FOIBE, IL GIORNO DEL RICORDO E DELLA MEMORIA
“Per troppo tempo le sofferenze dell’esodo sono state una pagina strappata nel libro della nostra storia”
Nel 2004 il Parlamento italiano ha istituito per il 10 febbraio il Giorno del ricordo, un momento di riflessione per commemorare migliaia di morti in quella che la storia chiama “le foibe”, cavità naturali, profonde anche centinaia di metri, che esistono nella regione del Carso. Inghiottitoi carsici in cui venivano gettati i corpi delle vittime, in alcuni casi ancora in vita.
Lì, a partire dal crollo del regime fascista nel 1943, furono compiuti massacri contro la popolazione italiana a opera dei partigiani comunisti iugoslavi del maresciallo Tito, il rivoluzionario filo sovietico che, con la fine della seconda guerra mondiale, sarebbe diventato dittatore della Iugoslavia fino al 1980.
Migliaia di istriani e triestini, italiani ma anche slavi, antifascisti e fascisti, colpevoli di opporsi all’espansionismo comunista slavo propugnato dal Maresciallo Tito. Sono state registrate più di 1700 foibe. Non è chiaramente quantificabile il numero delle vittime perché è risultato impossibile esaminare tutte le foibe che si sa essere state utilizzate, ma le stime parlano di più di 10.000 persone uccise.

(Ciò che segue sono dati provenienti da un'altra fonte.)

//! Converter: the configured entry point for turning source tables into documents.

use std::fmt::Write as _;
use std::fs;
use std::path::{Path, PathBuf};

use chrono::{DateTime, Utc};
use serde::{Deserialize, Serialize};
use tracing::{error, info};

use crate::assembler::{Assembly, DatasetAssembler, IdentifierRule};
use crate::error::{GoafError, Result};
use crate::input::ParserConfig;
use crate::loader::TableLoader;
use crate::registry::TableRegistry;
use crate::schema::Schema;
use crate::sources::{discover_subjects, SourceDirectory, SourceSet};

/// File stem of the batch summary written next to the documents.
pub const BATCH_SUMMARY_STEM: &str = "conversion_summary";

/// Configuration for conversion.
#[derive(Debug, Clone)]
pub struct ConvertConfig {
    /// Source file extension, without the dot.
    pub extension: String,
    /// Parser configuration.
    pub parser: ParserConfig,
    /// Label in document file names: `{subject}-{label}.json`.
    pub document_label: String,
    /// Subject identifier lookup and fallback.
    pub identifier: IdentifierRule,
    /// Survey date recorded in every document, if known.
    pub survey_date: Option<String>,
}

impl Default for ConvertConfig {
    fn default() -> Self {
        Self {
            extension: "csv".to_string(),
            parser: ParserConfig::default(),
            document_label: "采空区数据集".to_string(),
            identifier: IdentifierRule::default(),
            survey_date: None,
        }
    }
}

/// Converts subjects' source tables into documents.
#[derive(Debug, Clone)]
pub struct Converter {
    config: ConvertConfig,
    registry: TableRegistry,
    loader: TableLoader,
}

impl Converter {
    /// Create a converter over the embedded schema.
    pub fn new() -> Self {
        Self::with_config(ConvertConfig::default())
    }

    /// Create a converter with custom configuration.
    pub fn with_config(config: ConvertConfig) -> Self {
        let loader = TableLoader::with_config(config.parser.clone());
        Self {
            config,
            registry: TableRegistry::standard().clone(),
            loader,
        }
    }

    /// Use the tables of another schema.
    pub fn with_schema(mut self, schema: &Schema) -> Result<Self> {
        self.registry = TableRegistry::from_schema(schema)?;
        Ok(self)
    }

    pub fn config(&self) -> &ConvertConfig {
        &self.config
    }

    pub fn registry(&self) -> &TableRegistry {
        &self.registry
    }

    /// Convert one subject from any source set.
    pub fn convert(&self, subject_name: &str, sources: &dyn SourceSet) -> Assembly {
        DatasetAssembler::new(&self.registry, &self.loader)
            .with_identifier(self.config.identifier.clone())
            .with_survey_date(self.config.survey_date.clone())
            .assemble(subject_name, sources)
    }

    /// Convert one subject whose files sit in a directory.
    pub fn convert_dir(&self, dir: impl AsRef<Path>, subject_name: &str) -> Assembly {
        self.convert(subject_name, &self.sources(dir, subject_name))
    }

    /// Source set for a subject in a directory, using the configured extension.
    pub fn sources(&self, dir: impl AsRef<Path>, subject_name: &str) -> SourceDirectory {
        SourceDirectory::new(dir.as_ref(), subject_name, self.config.extension.as_str())
    }

    /// Subjects with at least one source file in a directory.
    pub fn discover(&self, dir: impl AsRef<Path>) -> Result<Vec<String>> {
        discover_subjects(dir, &self.registry, &self.config.extension)
    }

    /// Document file name for a subject.
    pub fn document_name(&self, subject_name: &str) -> String {
        format!("{}-{}.json", subject_name, self.config.document_label)
    }

    /// Write an assembly's dataset into a directory, returning the path.
    pub fn write_document(&self, assembly: &Assembly, output_dir: impl AsRef<Path>) -> Result<PathBuf> {
        let path = output_dir
            .as_ref()
            .join(self.document_name(&assembly.dataset.subject_info.subject_name));
        assembly.dataset.save(&path)?;
        info!(path = %path.display(), "wrote document");
        Ok(path)
    }

    /// Convert many subjects in sequence and write a summary.
    ///
    /// With no subjects given, every subject discovered in `dir` is
    /// converted. A subject whose document cannot be written is recorded as
    /// failed and the batch continues.
    pub fn batch_convert(
        &self,
        dir: impl AsRef<Path>,
        subjects: Option<&[String]>,
        output_dir: impl AsRef<Path>,
    ) -> Result<BatchSummary> {
        let dir = dir.as_ref();
        let output_dir = output_dir.as_ref();

        let subjects = match subjects {
            Some(subjects) => subjects.to_vec(),
            None => self.discover(dir)?,
        };
        info!(count = subjects.len(), dir = %dir.display(), "batch conversion");

        fs::create_dir_all(output_dir).map_err(|e| GoafError::io(output_dir, e))?;

        let mut summary = BatchSummary::new();
        for subject in &subjects {
            let assembly = self.convert_dir(dir, subject);
            let report = assembly.report();
            let written = self.write_document(&assembly, output_dir);

            let entry = match written {
                Ok(path) => BatchEntry {
                    subject: subject.clone(),
                    subject_id: Some(assembly.dataset.subject_info.subject_id.clone()),
                    document: Some(path),
                    tables: assembly.dataset.populated_tables(),
                    records: assembly.dataset.total_records(),
                    errors: report.errors,
                    warnings: report.warnings,
                    failure: None,
                },
                Err(e) => {
                    error!(subject = %subject, error = %e, "conversion failed");
                    BatchEntry {
                        subject: subject.clone(),
                        subject_id: None,
                        document: None,
                        tables: 0,
                        records: 0,
                        errors: report.errors,
                        warnings: report.warnings,
                        failure: Some(e.to_string()),
                    }
                }
            };
            summary.entries.push(entry);
        }

        summary.write(output_dir, self.registry.len())?;
        Ok(summary)
    }
}

impl Default for Converter {
    fn default() -> Self {
        Self::new()
    }
}

/// Result for one subject in a batch.
#[derive(Debug, Clone, PartialEq, Serialize, Deserialize)]
pub struct BatchEntry {
    pub subject: String,
    pub subject_id: Option<String>,
    /// Path of the written document.
    pub document: Option<PathBuf>,
    /// Tables holding at least one record.
    pub tables: usize,
    pub records: usize,
    pub errors: Vec<String>,
    pub warnings: Vec<String>,
    /// Why no document was written.
    pub failure: Option<String>,
}

impl BatchEntry {
    pub fn succeeded(&self) -> bool {
        self.failure.is_none()
    }
}

/// Summary of a batch conversion.
#[derive(Debug, Clone, PartialEq, Serialize, Deserialize)]
pub struct BatchSummary {
    pub generated_at: DateTime<Utc>,
    pub entries: Vec<BatchEntry>,
}

impl BatchSummary {
    fn new() -> Self {
        Self {
            generated_at: Utc::now(),
            entries: Vec::new(),
        }
    }

    pub fn succeeded(&self) -> usize {
        self.entries.iter().filter(|e| e.succeeded()).count()
    }

    pub fn failed(&self) -> usize {
        self.entries.len() - self.succeeded()
    }

    pub fn total_records(&self) -> usize {
        self.entries.iter().map(|e| e.records).sum()
    }

    /// True when every subject was written without a table error.
    pub fn is_clean(&self) -> bool {
        self.entries
            .iter()
            .all(|e| e.succeeded() && e.errors.is_empty())
    }

    /// Plain-text rendering; `table_count` is the number of registry tables.
    pub fn render_text(&self, table_count: usize) -> String {
        let rule = "=".repeat(80);
        let mut out = String::new();

        let _ = writeln!(out, "{}", rule);
        let _ = writeln!(out, "Batch conversion summary");
        let _ = writeln!(out, "{}", rule);
        let _ = writeln!(out, "Generated: {}", self.generated_at.to_rfc3339());
        let _ = writeln!(out, "Subjects: {}", self.entries.len());
        let _ = writeln!(out, "Succeeded: {}", self.succeeded());
        let _ = writeln!(out, "Failed: {}", self.failed());
        let _ = writeln!(out, "Total records: {}", self.total_records());
        let _ = writeln!(out, "{}", "-".repeat(80));

        for entry in &self.entries {
            match &entry.failure {
                None => {
                    let _ = writeln!(out, "✅ {}", entry.subject);
                    let _ = writeln!(out, "   Records: {}", entry.records);
                    let _ = writeln!(out, "   Tables: {}/{}", entry.tables, table_count);
                    if let Some(document) = &entry.document {
                        let _ = writeln!(out, "   File: {}", document.display());
                    }
                    for error in &entry.errors {
                        let _ = writeln!(out, "   ❌ {}", error);
                    }
                }
                Some(failure) => {
                    let _ = writeln!(out, "❌ {}", entry.subject);
                    let _ = writeln!(out, "   Error: {}", failure);
                }
            }
        }

        out
    }

    /// Write the summary as JSON and as text into a directory.
    pub fn write(&self, output_dir: impl AsRef<Path>, table_count: usize) -> Result<()> {
        let output_dir = output_dir.as_ref();

        let json_path = output_dir.join(format!("{}.json", BATCH_SUMMARY_STEM));
        let json = serde_json::to_string_pretty(self)?;
        fs::write(&json_path, json).map_err(|e| GoafError::io(&json_path, e))?;

        let text_path = output_dir.join(format!("{}.txt", BATCH_SUMMARY_STEM));
        fs::write(&text_path, self.render_text(table_count))
            .map_err(|e| GoafError::io(&text_path, e))?;

        Ok(())
    }
}

#[cfg(test)]
mod tests {
    use super::*;
    use crate::sources::MemorySources;
    use tempfile::TempDir;

    #[test]
    fn test_document_name() {
        let converter = Converter::new();
        assert_eq!(converter.document_name("盛博煤矿"), "盛博煤矿-采空区数据集.json");
    }

    #[test]
    fn test_convert_memory() {
        let converter = Converter::new();
        let sources = MemorySources::new().with("T01", "mine_id,area\nSB001,12.5\n");
        let assembly = converter.convert("盛博煤矿", &sources);
        assert_eq!(assembly.dataset.subject_info.subject_id, "SB001");
        assert_eq!(assembly.dataset.total_records(), 1);
    }

    #[test]
    fn test_custom_extension() {
        let dir = TempDir::new().unwrap();
        fs::write(dir.path().join("盛博煤矿-地裂缝信息.txt"), "mine_id\nSB001\n").unwrap();

        let converter = Converter::with_config(ConvertConfig {
            extension: "txt".to_string(),
            ..Default::default()
        });
        assert_eq!(converter.discover(dir.path()).unwrap(), vec!["盛博煤矿".to_string()]);
        let assembly = converter.convert_dir(dir.path(), "盛博煤矿");
        assert_eq!(assembly.dataset.statistics["crack_info"], 1);
    }

    #[test]
    fn test_summary_text() {
        let mut summary = BatchSummary::new();
        summary.entries.push(BatchEntry {
            subject: "盛博煤矿".to_string(),
            subject_id: Some("SB001".to_string()),
            document: Some(PathBuf::from("out/盛博煤矿-采空区数据集.json")),
            tables: 2,
            records: 7,
            errors: Vec::new(),
            warnings: Vec::new(),
            failure: None,
        });
        summary.entries.push(BatchEntry {
            subject: "河西联办煤矿".to_string(),
            subject_id: None,
            document: None,
            tables: 0,
            records: 0,
            errors: Vec::new(),
            warnings: Vec::new(),
            failure: Some("disk full".to_string()),
        });

        assert_eq!(summary.succeeded(), 1);
        assert_eq!(summary.failed(), 1);
        assert!(!summary.is_clean());

        let text = summary.render_text(10);
        assert!(text.contains("Tables: 2/10"));
        assert!(text.contains("❌ 河西联办煤矿"));
        assert!(text.contains("Error: disk full"));
    }
}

Come se non bastasse nel 1945, quando alla fine della Seconda Guerra mondiale Tito prese il potere in Iugoslavia le violenze contro gli italiani aumentarono. Il 1° maggio 1945 l’esercito iugoslavo occupò la città di Trieste per riprendersi i territori che, dopo la sconfitta dell’Impero austro-ungarico alla fine della Prima Guerra mondiale, le furono sottratti.
In appena due mesi gli italiani che vivevano in Istria, in Dalmazia e nella città di Fiume furono costretti ad abbandonare tutto e a fuggire in Italia. Chi non lo fece abbastanza in fretta venne ucciso dall’esercito di Tito e gettato nelle fosse delle foibe o deportato nei campi di concentramento in Slovenia e in Croazia. Si stima che, alla fine, gli esuli italiani furono almeno 250mila.